### To do
Copy the records below word for word. Stop after the line that contains "use std::env;".

(Dataset items)
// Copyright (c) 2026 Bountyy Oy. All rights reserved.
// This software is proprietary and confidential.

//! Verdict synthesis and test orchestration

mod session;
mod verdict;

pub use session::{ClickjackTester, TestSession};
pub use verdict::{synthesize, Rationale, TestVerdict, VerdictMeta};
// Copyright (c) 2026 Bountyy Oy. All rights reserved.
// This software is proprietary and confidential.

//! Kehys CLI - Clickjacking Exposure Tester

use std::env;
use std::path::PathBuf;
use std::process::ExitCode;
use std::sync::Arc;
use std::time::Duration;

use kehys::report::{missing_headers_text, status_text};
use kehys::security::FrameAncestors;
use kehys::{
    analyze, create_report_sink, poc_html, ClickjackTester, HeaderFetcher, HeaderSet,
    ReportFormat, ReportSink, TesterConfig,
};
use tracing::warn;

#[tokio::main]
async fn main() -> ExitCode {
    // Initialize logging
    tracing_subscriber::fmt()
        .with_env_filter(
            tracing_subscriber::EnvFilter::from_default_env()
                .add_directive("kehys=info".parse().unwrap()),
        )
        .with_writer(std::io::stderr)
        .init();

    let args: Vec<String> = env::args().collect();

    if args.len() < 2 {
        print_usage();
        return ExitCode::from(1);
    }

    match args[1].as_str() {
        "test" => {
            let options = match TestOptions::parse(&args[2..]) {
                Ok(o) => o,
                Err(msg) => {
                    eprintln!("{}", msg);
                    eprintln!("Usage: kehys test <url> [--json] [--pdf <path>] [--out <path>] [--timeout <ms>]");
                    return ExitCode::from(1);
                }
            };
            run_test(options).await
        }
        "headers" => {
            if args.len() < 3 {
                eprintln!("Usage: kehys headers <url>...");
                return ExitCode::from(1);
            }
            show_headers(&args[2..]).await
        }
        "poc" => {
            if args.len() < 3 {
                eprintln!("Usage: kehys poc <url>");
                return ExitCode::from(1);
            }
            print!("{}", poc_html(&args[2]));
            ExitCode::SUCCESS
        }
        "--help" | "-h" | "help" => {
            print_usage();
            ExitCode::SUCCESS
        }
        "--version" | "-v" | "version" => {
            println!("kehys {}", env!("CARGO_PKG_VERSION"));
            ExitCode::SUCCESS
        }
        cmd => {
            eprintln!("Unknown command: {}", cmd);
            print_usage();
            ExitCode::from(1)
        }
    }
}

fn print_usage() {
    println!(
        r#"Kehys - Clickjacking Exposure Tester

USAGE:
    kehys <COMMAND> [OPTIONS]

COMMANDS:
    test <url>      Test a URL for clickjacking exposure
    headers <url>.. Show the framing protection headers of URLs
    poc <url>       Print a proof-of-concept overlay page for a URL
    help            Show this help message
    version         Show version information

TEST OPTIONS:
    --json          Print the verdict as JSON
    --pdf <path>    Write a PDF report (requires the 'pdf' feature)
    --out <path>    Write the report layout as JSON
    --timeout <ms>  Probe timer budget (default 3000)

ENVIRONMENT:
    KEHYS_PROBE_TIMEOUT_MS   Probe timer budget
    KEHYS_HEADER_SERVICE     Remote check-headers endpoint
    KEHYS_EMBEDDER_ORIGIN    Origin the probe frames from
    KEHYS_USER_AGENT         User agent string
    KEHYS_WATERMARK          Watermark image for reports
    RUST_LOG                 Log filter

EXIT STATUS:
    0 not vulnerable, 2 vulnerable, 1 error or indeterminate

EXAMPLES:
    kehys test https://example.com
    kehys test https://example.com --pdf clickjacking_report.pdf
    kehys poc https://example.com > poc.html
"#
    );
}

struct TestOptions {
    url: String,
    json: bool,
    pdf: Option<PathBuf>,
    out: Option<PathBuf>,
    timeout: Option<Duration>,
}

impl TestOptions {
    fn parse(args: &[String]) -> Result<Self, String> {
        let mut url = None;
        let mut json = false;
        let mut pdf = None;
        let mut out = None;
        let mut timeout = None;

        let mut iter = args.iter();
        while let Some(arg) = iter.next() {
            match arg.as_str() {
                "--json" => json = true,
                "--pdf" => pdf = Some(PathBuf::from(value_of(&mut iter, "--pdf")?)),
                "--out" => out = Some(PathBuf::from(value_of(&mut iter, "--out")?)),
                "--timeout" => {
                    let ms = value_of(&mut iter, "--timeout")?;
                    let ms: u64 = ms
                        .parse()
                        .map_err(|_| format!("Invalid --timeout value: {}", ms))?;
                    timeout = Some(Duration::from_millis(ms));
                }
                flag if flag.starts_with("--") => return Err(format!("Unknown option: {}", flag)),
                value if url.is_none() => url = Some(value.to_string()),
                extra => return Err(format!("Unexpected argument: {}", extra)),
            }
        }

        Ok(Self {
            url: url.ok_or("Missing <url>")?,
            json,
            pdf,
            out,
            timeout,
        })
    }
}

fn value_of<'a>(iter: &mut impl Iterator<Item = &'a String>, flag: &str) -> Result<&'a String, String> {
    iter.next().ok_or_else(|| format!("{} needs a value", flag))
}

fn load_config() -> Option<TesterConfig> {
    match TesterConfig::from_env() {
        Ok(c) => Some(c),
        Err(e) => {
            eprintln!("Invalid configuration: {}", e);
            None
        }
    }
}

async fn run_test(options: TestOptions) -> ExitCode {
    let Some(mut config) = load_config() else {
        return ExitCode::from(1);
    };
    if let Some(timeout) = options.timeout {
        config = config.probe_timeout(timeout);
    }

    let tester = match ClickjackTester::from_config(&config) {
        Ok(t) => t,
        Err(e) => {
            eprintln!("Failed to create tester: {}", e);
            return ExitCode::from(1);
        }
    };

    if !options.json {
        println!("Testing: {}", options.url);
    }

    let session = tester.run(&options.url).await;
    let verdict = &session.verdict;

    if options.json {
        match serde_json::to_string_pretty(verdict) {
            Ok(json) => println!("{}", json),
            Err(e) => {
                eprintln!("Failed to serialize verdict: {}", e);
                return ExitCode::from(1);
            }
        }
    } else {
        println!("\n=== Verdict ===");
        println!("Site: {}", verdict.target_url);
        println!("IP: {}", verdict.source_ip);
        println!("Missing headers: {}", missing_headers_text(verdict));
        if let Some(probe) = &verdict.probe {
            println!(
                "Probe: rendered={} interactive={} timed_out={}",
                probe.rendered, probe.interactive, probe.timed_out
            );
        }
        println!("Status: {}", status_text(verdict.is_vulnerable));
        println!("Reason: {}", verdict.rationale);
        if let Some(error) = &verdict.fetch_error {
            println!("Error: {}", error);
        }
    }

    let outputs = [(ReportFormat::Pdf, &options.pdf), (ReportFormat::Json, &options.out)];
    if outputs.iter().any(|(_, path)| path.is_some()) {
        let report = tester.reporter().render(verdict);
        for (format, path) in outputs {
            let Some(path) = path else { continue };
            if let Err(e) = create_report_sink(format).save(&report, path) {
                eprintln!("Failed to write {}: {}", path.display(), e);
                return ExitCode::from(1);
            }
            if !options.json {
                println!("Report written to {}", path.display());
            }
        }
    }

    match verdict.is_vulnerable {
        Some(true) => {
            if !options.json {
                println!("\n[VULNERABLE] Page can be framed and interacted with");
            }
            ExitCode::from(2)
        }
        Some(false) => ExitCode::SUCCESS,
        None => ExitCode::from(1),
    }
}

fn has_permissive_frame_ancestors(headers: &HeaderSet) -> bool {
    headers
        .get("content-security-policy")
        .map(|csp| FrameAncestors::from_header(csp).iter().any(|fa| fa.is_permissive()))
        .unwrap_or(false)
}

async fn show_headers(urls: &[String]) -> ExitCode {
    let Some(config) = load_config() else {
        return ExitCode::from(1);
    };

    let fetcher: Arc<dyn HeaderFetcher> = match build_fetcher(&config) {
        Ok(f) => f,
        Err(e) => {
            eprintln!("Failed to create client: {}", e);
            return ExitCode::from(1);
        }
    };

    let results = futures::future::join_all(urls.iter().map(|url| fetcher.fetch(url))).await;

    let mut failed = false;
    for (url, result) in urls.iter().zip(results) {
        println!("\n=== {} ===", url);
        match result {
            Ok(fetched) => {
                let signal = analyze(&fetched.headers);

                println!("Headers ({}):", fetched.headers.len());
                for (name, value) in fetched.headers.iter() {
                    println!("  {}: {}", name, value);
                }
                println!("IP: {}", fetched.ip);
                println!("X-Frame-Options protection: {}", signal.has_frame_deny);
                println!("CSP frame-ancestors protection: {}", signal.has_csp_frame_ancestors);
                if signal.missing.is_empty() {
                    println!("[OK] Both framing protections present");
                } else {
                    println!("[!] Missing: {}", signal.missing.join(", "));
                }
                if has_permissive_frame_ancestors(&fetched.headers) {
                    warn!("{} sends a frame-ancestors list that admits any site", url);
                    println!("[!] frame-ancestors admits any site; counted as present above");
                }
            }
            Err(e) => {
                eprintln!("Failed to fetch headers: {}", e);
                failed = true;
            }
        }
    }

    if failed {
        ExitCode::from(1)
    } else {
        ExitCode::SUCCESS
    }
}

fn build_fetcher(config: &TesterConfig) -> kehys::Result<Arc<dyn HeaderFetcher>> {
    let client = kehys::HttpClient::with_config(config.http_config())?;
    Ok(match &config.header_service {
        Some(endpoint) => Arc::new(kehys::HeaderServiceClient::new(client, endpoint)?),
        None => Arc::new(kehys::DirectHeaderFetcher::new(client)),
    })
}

### Completed task
// Copyright (c) 2026 Bountyy Oy. All rights reserved.
// This software is proprietary and confidential.

//! Verdict synthesis and test orchestration

mod session;
mod verdict;

pub use session::{ClickjackTester, TestSession};
pub use verdict::{synthesize, Rationale, TestVerdict, VerdictMeta};
// Copyright (c) 2026 Bountyy Oy. All rights reserved.
// This software is proprietary and confidential.

//! Kehys CLI - Clickjacking Exposure Tester

use std::env;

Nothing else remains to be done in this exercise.